A global business specializing in handmade beauty and cosmetics, Lush believes it has made a technical advance by producing a lip tint with a casing that shows the potential of 100% post consumer recycled polypropylene (pcr PP) in a challenging ‘fragile’ application.

Speaking to Packaging South Asia, senior buyer at Lush, Gabbi Loedolff, said, “The twist, wind up and down mechanism is fragile and presents challenges for both the material and manufacturing process.”

With more than 900 stores in the UK where it is based and around the world, turning over in excess of 450 million pounds annually, Lush considers end of life at the start of any new product development. The empty lip tint applicator needed to be made of a single material to be easily returned into a closed loop, the supply source of pcr PP resin.

“Proving its feasibility, showing it can be done, ”was a big obstacle, as was “to convince the manufacturer in the US to trial it and then to be pleased with the outcome,” said Loedolff.

Explaining why developing the product was a major challenge, Loedolff said, “We needed an item of packaging with a twist mechanism, in a single material, that would allow the product to be poured in, rather than moulded and then inserted, mainly from a production and formulation perspective. Lip product containers, especially wind up and down ones, are often made from a combination of plastics, which would make it hard for customers, or us, to recycle at the end of the product’s life. We found a company that had a tool that would work, but they had previously trialled pcr PP with no success.

“We were able to work together to provide them with samples of the material we use and they consented to running another trial, although they were not hopeful that it would succeed. The trial was successful and they are now able to produce a pcr PP piece of packaging that can feed back into our closed loop.”
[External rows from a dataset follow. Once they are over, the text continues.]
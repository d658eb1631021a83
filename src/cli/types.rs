//! CLI type definitions
//!
//! This module contains clap command structures that define the CLI interface.

use clap::{Parser, Subcommand};
use std::path::PathBuf;

use super::commands::ask::AskArgs;
use super::commands::config::ConfigCommands;

/// Sleuth: answer questions with planned, parallel web research.
#[derive(Parser, Debug)]
#[command(name = "sleuth")]
#[command(about = "Sleuth - answers questions by planning and running web research", long_about = None)]
#[command(version)]
pub struct Cli {
    /// Command to run
    #[command(subcommand)]
    pub command: Commands,

    /// Output in JSON format
    #[arg(short, long, global = true)]
    pub json: bool,

    /// Configuration file (defaults to .sleuth/config.yaml and .sleuth/local.yaml)
    #[arg(short, long, global = true, env = "SLEUTH_CONFIG")]
    pub config: Option<PathBuf>,
}

/// Top-level commands.
#[derive(Subcommand, Debug)]
pub enum Commands {
    /// Research a question and print the answer
    Ask(AskArgs),

    /// Configuration commands
    #[command(subcommand)]
    Config(ConfigCommands),
}

#[cfg(test)]
mod tests {
    use super::*;

    #[test]
    fn test_parse_ask_with_global_flags() {
        let cli = Cli::try_parse_from([
            "sleuth",
            "ask",
            "What is the tallest building in Europe?",
            "--json",
            "--no-progress",
            "--config",
            "custom.yaml",
        ])
        .unwrap();

        assert!(cli.json);
        assert_eq!(cli.config, Some(PathBuf::from("custom.yaml")));
        match cli.command {
            Commands::Ask(args) => {
                assert_eq!(args.question, "What is the tallest building in Europe?");
                assert!(args.no_progress);
            }
            Commands::Config(_) => panic!("expected ask"),
        }
    }

    #[test]
    fn test_parse_config_validate() {
        let cli = Cli::try_parse_from(["sleuth", "config", "validate"]).unwrap();
        assert!(matches!(
            cli.command,
            Commands::Config(ConfigCommands::Validate)
        ));
    }

    #[test]
    fn test_ask_requires_question() {
        assert!(Cli::try_parse_from(["sleuth", "ask"]).is_err());
    }
}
Lush hopes it is changing perceptions of what is possible with pcr plastics. The next hurdle is to find a material converter and a manufacturer with compatible tooling on the same side of the Atlantic Ocean. For technical reasons Lush currently uses a material converter based in the UK and has to send the source recycled resin to the US for manufacture into the final product. “We shouldn’t be shipping it elsewhere. We’re looking for a local source of material in the US that works with the manufacturer’s tooling,” said Loedolff.

The lip tint with 100% pcr PP casing was recently launched at the largest Lush store in the world, the UK flagship in London’s Oxford Street, and will be rolled out globally for Christmas ranges. In April 2015 Lush opened a waste hub in the UK to regrind incoming PP from its bring-back scheme.